Task to complete
Find the lines of the material below that include the string "supplied", then copy each one.

Given data
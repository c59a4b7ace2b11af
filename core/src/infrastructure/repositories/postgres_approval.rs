// Copyright (c) 2026 Aperture Labs
// SPDX-License-Identifier: AGPL-3.0
//! Postgres-backed `ApprovalRepository`.

use crate::domain::approval::{Approval, ApprovalId, ApprovalStatus};
use crate::domain::repository::{ApprovalRepository, RepositoryError};
use crate::domain::task::TaskId;
use async_trait::async_trait;
use sqlx::{PgPool, Row};

pub struct PostgresApprovalRepository {
    pool: PgPool,
}

impl PostgresApprovalRepository {
    pub fn new(pool: PgPool) -> Self {
        Self { pool }
    }
}

fn status_str(status: ApprovalStatus) -> &'static str {
    match status {
        ApprovalStatus::Pending => "pending",
        ApprovalStatus::Approved => "approved",
        ApprovalStatus::Denied => "denied",
    }
}

fn parse_status(s: &str) -> ApprovalStatus {
    match s {
        "approved" => ApprovalStatus::Approved,
        "denied" => ApprovalStatus::Denied,
        _ => ApprovalStatus::Pending,
    }
}

fn row_to_approval(row: sqlx::postgres::PgRow) -> Result<Approval, RepositoryError> {
    let id: uuid::Uuid = row.try_get("id")?;
    let task_id: uuid::Uuid = row.try_get("task_id")?;
    let status_raw: String = row.try_get("status")?;
    Ok(Approval {
        id: ApprovalId(id),
        task_id: TaskId(task_id),
        workspace: row.try_get("workspace")?,
        tool_path: row.try_get("tool_path")?,
        input: row.try_get("input")?,
        status: parse_status(&status_raw),
        reviewer_id: row.try_get("reviewer_id")?,
        reason: row.try_get("reason")?,
        created_at: row.try_get("created_at")?,
        resolved_at: row.try_get("resolved_at")?,
    })
}

#[async_trait]
impl ApprovalRepository for PostgresApprovalRepository {
    async fn save(&self, approval: &Approval) -> Result<(), RepositoryError> {
        sqlx::query(
            r#"
            INSERT INTO approvals (
                id, task_id, workspace, tool_path, input, status,
                reviewer_id, reason, created_at, resolved_at
            )
            VALUES ($1,$2,$3,$4,$5,$6,$7,$8,$9,$10)
            ON CONFLICT (id) DO UPDATE SET
                status = EXCLUDED.status,
                reviewer_id = EXCLUDED.reviewer_id,
                reason = EXCLUDED.reason,
                resolved_at = EXCLUDED.resolved_at
            "#,
        )
        .bind(approval.id.0)
        .bind(approval.task_id.0)
        .bind(&approval.workspace)
        .bind(&approval.tool_path)
        .bind(&approval.input)
        .bind(status_str(approval.status))
        .bind(&approval.reviewer_id)
        .bind(&approval.reason)
        .bind(approval.created_at)
        .bind(approval.resolved_at)
        .execute(&self.pool)
        .await
        .map_err(|e| RepositoryError::Database(e.to_string()))?;
        Ok(())
    }

    async fn find_by_id(&self, id: ApprovalId) -> Result<Option<Approval>, RepositoryError> {
        let row = sqlx::query("SELECT * FROM approvals WHERE id = $1")
            .bind(id.0)
            .fetch_optional(&self.pool)
            .await
            .map_err(|e| RepositoryError::Database(e.to_string()))?;
        row.map(row_to_approval).transpose()
    }

    async fn find_in_workspace(&self, id: ApprovalId, workspace: &str) -> Result<Option<Approval>, RepositoryError> {
        let row = sqlx::query("SELECT * FROM approvals WHERE id = $1 AND workspace = $2")
            .bind(id.0)
            .bind(workspace)
            .fetch_optional(&self.pool)
            .await
            .map_err(|e| RepositoryError::Database(e.to_string()))?;
        row.map(row_to_approval).transpose()
    }

    async fn list_pending_in_workspace(&self, workspace: &str) -> Result<Vec<Approval>, RepositoryError> {
        let rows = sqlx::query("SELECT * FROM approvals WHERE workspace = $1 AND status = 'pending' ORDER BY created_at")
            .bind(workspace)
            .fetch_all(&self.pool)
            .await
            .map_err(|e| RepositoryError::Database(e.to_string()))?;
        rows.into_iter().map(row_to_approval).collect()
    }

    async fn list_in_workspace(
        &self,
        workspace: &str,
        status: Option<ApprovalStatus>,
    ) -> Result<Vec<Approval>, RepositoryError> {
        let rows = match status {
            Some(status) => {
                sqlx::query("SELECT * FROM approvals WHERE workspace = $1 AND status = $2 ORDER BY created_at")
                    .bind(workspace)
                    .bind(status_str(status))
                    .fetch_all(&self.pool)
                    .await
            }
            None => {
                sqlx::query("SELECT * FROM approvals WHERE workspace = $1 ORDER BY created_at")
                    .bind(workspace)
                    .fetch_all(&self.pool)
                    .await
            }
        }
        .map_err(|e| RepositoryError::Database(e.to_string()))?;
        rows.into_iter().map(row_to_approval).collect()
    }

    async fn resolve(
        &self,
        id: ApprovalId,
        approved: bool,
        reviewer: Option<String>,
        reason: Option<String>,
    ) -> Result<Option<Approval>, RepositoryError> {
        let status = if approved { "approved" } else { "denied" };
        let row = sqlx::query(
            r#"
            UPDATE approvals SET status = $2, reviewer_id = $3, reason = $4, resolved_at = now()
            WHERE id = $1 AND status = 'pending'
            RETURNING *
            "#,
        )
        .bind(id.0)
        .bind(status)
        .bind(reviewer)
        .bind(reason)
        .fetch_optional(&self.pool)
        .await
        .map_err(|e| RepositoryError::Database(e.to_string()))?;
        row.map(row_to_approval).transpose()
    }
}
// Copyright (c) 2026 Aperture Labs
// SPDX-License-Identifier: AGPL-3.0
//! Per-type tool-source compilers (§4.4). Each submodule turns a
//! `SourceConfig` into `ToolDefinition`s and knows how to re-materialize an
//! invoker from a previously-compiled `CompiledArtifact` on a Workspace Tool
//! Cache rehydrate (§9 "Closures across caches").

pub mod graphql;
pub mod mcp;
pub mod openapi;

use crate::domain::tool::{CompiledArtifact, ToolDefinition};
use thiserror::Error;

#[derive(Debug, Error)]
pub enum CompileError {
    #[error("failed to load {source_type} source '{source_name}': {message}")]
    Failed {
        source_type: &'static str,
        source_name: String,
        message: String,
    },
}

impl CompileError {
    pub fn failed(source_type: &'static str, source_name: impl Into<String>, message: impl Into<String>) -> Self {
        Self::Failed {
            source_type,
            source_name: source_name.into(),
            message: message.into(),
        }
    }
}

/// Implemented by each per-type compiler (OpenAPI, GraphQL, MCP).
#[async_trait::async_trait]
pub trait SourceCompiler: Send + Sync {
    /// Fresh compile from a `ToolSource`'s config: fetch/parse/normalize and
    /// produce live, invocable `ToolDefinition`s paired with the
    /// `CompiledArtifact` the Workspace Tool Cache persists for each one.
    /// The pairing happens inside the compiler because only it knows the
    /// type-specific data (HTTP method/path, remote tool name, ...) needed
    /// to rebuild an invoker later — that data never appears on
    /// `ToolDefinition` itself (§9 "closures across caches").
    async fn compile(
        &self,
        source: &crate::domain::tool_source::ToolSource,
    ) -> Result<Vec<(ToolDefinition, CompiledArtifact)>, CompileError>;

    /// Re-materializes a live `ToolDefinition` from a previously-compiled
    /// artifact, without repeating network I/O — used on a Workspace Tool
    /// Cache hit.
    fn rehydrate(&self, artifact: &CompiledArtifact) -> ToolDefinition;
}
// Copyright (c) 2026 Aperture Labs
// SPDX-License-Identifier: AGPL-3.0
//! Approval Coordinator (§4.10): a thin layer over the Task Store that (a)
//! scopes every read/write to a caller-supplied workspace, (b) enforces that
//! resolution mutations only fire on `pending` approvals, (c) emits
//! `approval.resolved` events, and (d) guarantees the reviewer id, if
//! supplied, matches the authenticated actor. Grounded on
//! `infrastructure::human_input_service`'s request/resolve bookkeeping
//! shape, restructured around the Approval aggregate instead of a
//! oneshot-channel wakeup.

use crate::application::task_service::TaskService;
use crate::domain::approval::{Approval, ApprovalId, ApprovalStatus};
use crate::domain::event::{Event, EventCategory};
use crate::domain::repository::EventRepository;
use anyhow::{anyhow, Result};
use async_trait::async_trait;
use std::sync::Arc;

#[async_trait]
pub trait ApprovalCoordinator: Send + Sync {
    /// Resolves a pending approval scoped to `workspace`. A mismatched
    /// workspace, or an approval that does not exist, both yield the same
    /// "not found" outcome (§3 "Approval" invariants) so callers cannot
    /// probe for the existence of approvals outside their workspace.
    async fn resolve(
        &self,
        id: ApprovalId,
        workspace: &str,
        approved: bool,
        authenticated_actor: Option<&str>,
        reviewer: Option<String>,
        reason: Option<String>,
    ) -> Result<Approval>;

    async fn get_in_workspace(&self, id: ApprovalId, workspace: &str) -> Result<Approval>;

    async fn list_pending(&self, workspace: &str) -> Result<Vec<Approval>>;

    async fn list(&self, workspace: &str, status: Option<ApprovalStatus>) -> Result<Vec<Approval>>;
}

pub struct StandardApprovalCoordinator {
    tasks: Arc<dyn TaskService>,
    events: Arc<dyn EventRepository>,
}

impl StandardApprovalCoordinator {
    pub fn new(tasks: Arc<dyn TaskService>, events: Arc<dyn EventRepository>) -> Self {
        Self { tasks, events }
    }

    async fn scoped(&self, id: ApprovalId, workspace: &str) -> Result<Approval> {
        let approval = self
            .tasks
            .get_approval(id)
            .await?
            .ok_or_else(|| anyhow!("approval '{id}' not found"))?;
        if approval.workspace != workspace {
            // Cross-workspace lookups yield the identical "not found" error a
            // nonexistent id would — §3's workspace-scoping invariant.
            return Err(anyhow!("approval '{id}' not found"));
        }
        Ok(approval)
    }
}

#[async_trait]
impl ApprovalCoordinator for StandardApprovalCoordinator {
    async fn resolve(
        &self,
        id: ApprovalId,
        workspace: &str,
        approved: bool,
        authenticated_actor: Option<&str>,
        reviewer: Option<String>,
        reason: Option<String>,
    ) -> Result<Approval> {
        let existing = self.scoped(id, workspace).await?;
        if existing.status != ApprovalStatus::Pending {
            return Err(anyhow!("approval '{id}' is no longer pending"));
        }
        if let (Some(expected), Some(claimed)) = (authenticated_actor, reviewer.as_deref()) {
            if expected != claimed {
                return Err(anyhow!("reviewer does not match the authenticated caller"));
            }
        }
        let resolved = self
            .tasks
            .resolve_approval(id, approved, reviewer.clone(), reason.clone())
            .await?
            .ok_or_else(|| anyhow!("approval '{id}' is no longer pending"))?;

        let decision = if approved { "approved" } else { "denied" };
        let event = Event::approval_resolved(
            resolved.task_id,
            resolved.id,
            &resolved.tool_path,
            decision,
            resolved.reviewer_id.as_deref(),
            resolved.reason.as_deref(),
        );
        let _ = event.category == EventCategory::Approval;
        self.events.append(event).await?;

        Ok(resolved)
    }

    async fn get_in_workspace(&self, id: ApprovalId, workspace: &str) -> Result<Approval> {
        self.scoped(id, workspace).await
    }

    async fn list_pending(&self, workspace: &str) -> Result<Vec<Approval>> {
        self.tasks.list_pending_approvals(workspace).await
    }

    async fn list(&self, workspace: &str, status: Option<ApprovalStatus>) -> Result<Vec<Approval>> {
        self.tasks.list_approvals(workspace, status).await
    }
}

#[cfg(test)]
mod tests {
    use super::*;
    use crate::application::task_service::StandardTaskService;
    use crate::domain::task::TaskId;
    use crate::infrastructure::repositories::in_memory::{
        InMemoryApprovalRepository, InMemoryEventRepository, InMemoryTaskRepository,
    };

    async fn setup() -> (StandardApprovalCoordinator, Arc<dyn TaskService>, Approval) {
        let tasks: Arc<dyn TaskService> = Arc::new(StandardTaskService::new(
            Arc::new(InMemoryTaskRepository::new()),
            Arc::new(InMemoryApprovalRepository::new()),
        ));
        let events: Arc<dyn EventRepository> = Arc::new(InMemoryEventRepository::new());
        let approval = tasks
            .create_approval(
                TaskId::new(),
                "ws_a".to_string(),
                "admin.send_announcement".to_string(),
                serde_json::json!({"channel": "general"}),
            )
            .await
            .unwrap();
        let coordinator = StandardApprovalCoordinator::new(tasks.clone(), events);
        (coordinator, tasks, approval)
    }

    #[tokio::test]
    async fn cross_workspace_resolution_is_rejected_as_not_found() {
        let (coordinator, _tasks, approval) = setup().await;
        let err = coordinator
            .resolve(approval.id, "ws_b", true, None, None, None)
            .await
            .unwrap_err();
        assert!(err.to_string().contains("not found"));
    }

    #[tokio::test]
    async fn same_workspace_resolution_succeeds_once() {
        let (coordinator, _tasks, approval) = setup().await;
        let resolved = coordinator
            .resolve(approval.id, "ws_a", true, Some("rev_1"), Some("rev_1".to_string()), None)
            .await
            .unwrap();
        assert_eq!(resolved.status, ApprovalStatus::Approved);

        let err = coordinator
            .resolve(approval.id, "ws_a", false, None, None, None)
            .await
            .unwrap_err();
        assert!(err.to_string().contains("no longer pending"));
    }

    #[tokio::test]
    async fn reviewer_mismatch_is_rejected() {
        let (coordinator, _tasks, approval) = setup().await;
        let err = coordinator
            .resolve(
                approval.id,
                "ws_a",
                true,
                Some("rev_1"),
                Some("rev_2".to_string()),
                None,
            )
            .await
            .unwrap_err();
        assert!(err.to_string().contains("does not match"));
    }

    #[tokio::test]
    async fn list_pending_never_leaks_across_workspaces() {
        let (coordinator, tasks, _approval) = setup().await;
        tasks
            .create_approval(
                TaskId::new(),
                "ws_b".to_string(),
                "admin.delete_data".to_string(),
                serde_json::json!({}),
            )
            .await
            .unwrap();

        let pending_a = coordinator.list_pending("ws_a").await.unwrap();
        assert_eq!(pending_a.len(), 1);
        assert_eq!(pending_a[0].workspace, "ws_a");
    }
}
// Copyright (c) 2026 Aperture Labs
// SPDX-License-Identifier: AGPL-3.0
//! OAuth surfaces for the `/mcp` endpoint (§6): bearer verification against
//! an upstream issuer's JWKS, and an optional minimal self-issued
//! authorization server for anonymous/guest clients. Grounded on the
//! teacher's `jsonwebtoken` dependency; the RFC 8414/7591 flow itself is
//! new (no server-side OAuth issuer exists in the retrieved corpus).

pub mod anon;
pub mod jwks;

#[derive(Debug, Clone, serde::Serialize)]
pub struct ProtectedResourceMetadata {
    pub resource: String,
    pub authorization_servers: Vec<String>,
    pub bearer_methods_supported: Vec<String>,
}

impl ProtectedResourceMetadata {
    pub fn new(resource: String, authorization_servers: Vec<String>) -> Self {
        Self {
            resource,
            authorization_servers,
            bearer_methods_supported: vec!["header".to_string()],
        }
    }
}
#[cfg(test)]
mod tests {
    use super::*;
    use crate::application::credential_service::StandardCredentialResolver;
    use crate::application::policy_service::StandardPolicyEvaluator;
    use crate::application::task_service::StandardTaskService;
    use crate::application::tool_compiler_service::ToolCompilerService;
    use crate::domain::tool::{InvokeError, ToolInvoker};
    use crate::infrastructure::credential_resolver::HttpVaultReader;
    use crate::infrastructure::prepared_spec_cache::InMemoryPreparedSpecCache;
    use crate::infrastructure::repositories::in_memory::{
        InMemoryApprovalRepository, InMemoryCredentialRepository, InMemoryEventRepository,
        InMemoryPolicyRepository, InMemoryTaskRepository, InMemoryToolSourceRepository,
    };
    use crate::infrastructure::tool_sources::graphql::GraphqlCompiler;
    use crate::infrastructure::tool_sources::mcp::McpCompiler;
    use crate::infrastructure::tool_sources::openapi::OpenApiCompiler;
    use crate::infrastructure::workspace_tool_cache::InMemoryWorkspaceToolCacheStore;
    use async_trait::async_trait;

    struct EchoInvoker;
    #[async_trait]
    impl ToolInvoker for EchoInvoker {
        async fn invoke(&self, input: serde_json::Value, _ctx: &InvocationContext) -> Result<serde_json::Value, InvokeError> {
            Ok(input)
        }
    }

    fn echo_tool(path: &str, mode: ApprovalMode) -> ToolDefinition {
        ToolDefinition {
            path: path.to_string(),
            description: "echo".to_string(),
            approval_mode: mode,
            origin_source: None,
            credential_spec: None,
            args_schema: serde_json::json!({}),
            returns_schema: serde_json::json!({}),
            is_graphql_source: false,
            invoker: Arc::new(EchoInvoker),
        }
    }

    async fn make_dispatcher(base: HashMap<String, ToolDefinition>) -> (Dispatcher, Arc<dyn TaskService>, Arc<InMemoryPolicyRepository>) {
        let tasks: Arc<dyn TaskService> = Arc::new(StandardTaskService::new(
            Arc::new(InMemoryTaskRepository::new()),
            Arc::new(InMemoryApprovalRepository::new()),
        ));
        let events: Arc<dyn EventRepository> = Arc::new(InMemoryEventRepository::new());
        let bus = Arc::new(EventBus::new());
        let policies = Arc::new(InMemoryPolicyRepository::new());
        let sources = Arc::new(InMemoryToolSourceRepository::new());
        let compiler = Arc::new(ToolCompilerService::new(
            Arc::new(OpenApiCompiler::new(Arc::new(InMemoryPreparedSpecCache::new()), 300_000)),
            Arc::new(GraphqlCompiler::new()),
            Arc::new(McpCompiler::new()),
        ));
        let workspace_tools = Arc::new(WorkspaceToolCacheService::new(
            sources,
            compiler,
            Arc::new(InMemoryWorkspaceToolCacheStore::new()),
            Vec::new(),
        ));
        let credentials: Arc<dyn CredentialResolver> = Arc::new(StandardCredentialResolver::new(
            Arc::new(InMemoryCredentialRepository::new()),
            Arc::new(HttpVaultReader::new("https://vault.example.com".to_string(), None)),
        ));
        let dispatcher = Dispatcher::new(
            Arc::new(base),
            workspace_tools,
            policies.clone(),
            Arc::new(StandardPolicyEvaluator::new()),
            credentials,
            tasks.clone(),
            events,
            bus,
        );
        (dispatcher, tasks, policies)
    }

    fn task_for(workspace: &str, actor: &str) -> Task {
        Task::new(
            TaskId::new(),
            "return 1".to_string(),
            "python3.11".to_string(),
            300_000,
            serde_json::json!({}),
            workspace.to_string(),
            actor.to_string(),
            None,
        )
        .unwrap()
    }

    #[tokio::test]
    async fn auto_approved_tool_invokes_and_returns_output() {
        let mut base = HashMap::new();
        base.insert("echo.ping".to_string(), echo_tool("echo.ping", ApprovalMode::Auto));
        let (dispatcher, _tasks, _policies) = make_dispatcher(base).await;
        let task = task_for("ws_1", "actor_1");
        let result = dispatcher
            .invoke(
                &task,
                ToolCallRequest {
                    call_id: "call_1".to_string(),
                    tool_path: "echo.ping".to_string(),
                    input: serde_json::json!({"hello": "world"}),
                },
            )
            .await
            .unwrap();
        assert_eq!(result["hello"], "world");
    }

    #[tokio::test]
    async fn unknown_tool_path_surfaces_suggestions() {
        let mut base = HashMap::new();
        base.insert("admin.delete_data".to_string(), echo_tool("admin.delete_data", ApprovalMode::Auto));
        let (dispatcher, _tasks, _policies) = make_dispatcher(base).await;
        let task = task_for("ws_1", "actor_1");
        let err = dispatcher
            .invoke(
                &task,
                ToolCallRequest {
                    call_id: "call_1".to_string(),
                    tool_path: "admn.delete_data".to_string(),
                    input: serde_json::json!({}),
                },
            )
            .await
            .unwrap_err();
        assert!(err.to_string().contains("Did you mean"));
        assert!(err.to_string().contains("admin.delete_data"));
    }

    #[tokio::test]
    async fn deny_policy_short_circuits_with_sentinel_error() {
        use crate::domain::policy::{AccessPolicy, Decision};
        let mut base = HashMap::new();
        base.insert("admin.delete_data".to_string(), echo_tool("admin.delete_data", ApprovalMode::Auto));
        let (dispatcher, _tasks, policies) = make_dispatcher(base).await;
        policies
            .save(&AccessPolicy::new(
                "ws_1".to_string(),
                None,
                None,
                "admin.*".to_string(),
                Decision::Deny,
                0,
            ))
            .await
            .unwrap();
        let task = task_for("ws_1", "actor_1");
        let err = dispatcher
            .invoke(
                &task,
                ToolCallRequest {
                    call_id: "call_1".to_string(),
                    tool_path: "admin.delete_data".to_string(),
                    input: serde_json::json!({}),
                },
            )
            .await
            .unwrap_err();
        assert!(GatewayError::is_approval_denial(&err));
    }

    #[tokio::test]
    async fn require_approval_blocks_until_resolved() {
        let mut base = HashMap::new();
        base.insert("admin.send_announcement".to_string(), echo_tool("admin.send_announcement", ApprovalMode::Required));
        let (dispatcher, tasks, _policies) = make_dispatcher(base).await;
        let task = task_for("ws_1", "actor_1");

        let dispatch_fut = dispatcher.invoke(
            &task,
            ToolCallRequest {
                call_id: "call_1".to_string(),
                tool_path: "admin.send_announcement".to_string(),
                input: serde_json::json!({"channel": "general"}),
            },
        );
        tokio::pin!(dispatch_fut);

        // Give the dispatcher a moment to create the approval and enter the
        // poll loop before resolving it.
        tokio::time::sleep(Duration::from_millis(50)).await;
        let pending = tasks.list_pending_approvals("ws_1").await.unwrap();
        assert_eq!(pending.len(), 1);
        tasks
            .resolve_approval(pending[0].id, true, Some("actor_1".to_string()), None)
            .await
            .unwrap();

        let result = dispatch_fut.await.unwrap();
        assert_eq!(result["channel"], "general");
    }
}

Result
//! scopes every read/write to a caller-supplied workspace, (b) enforces that
//! supplied, matches the authenticated actor. Grounded on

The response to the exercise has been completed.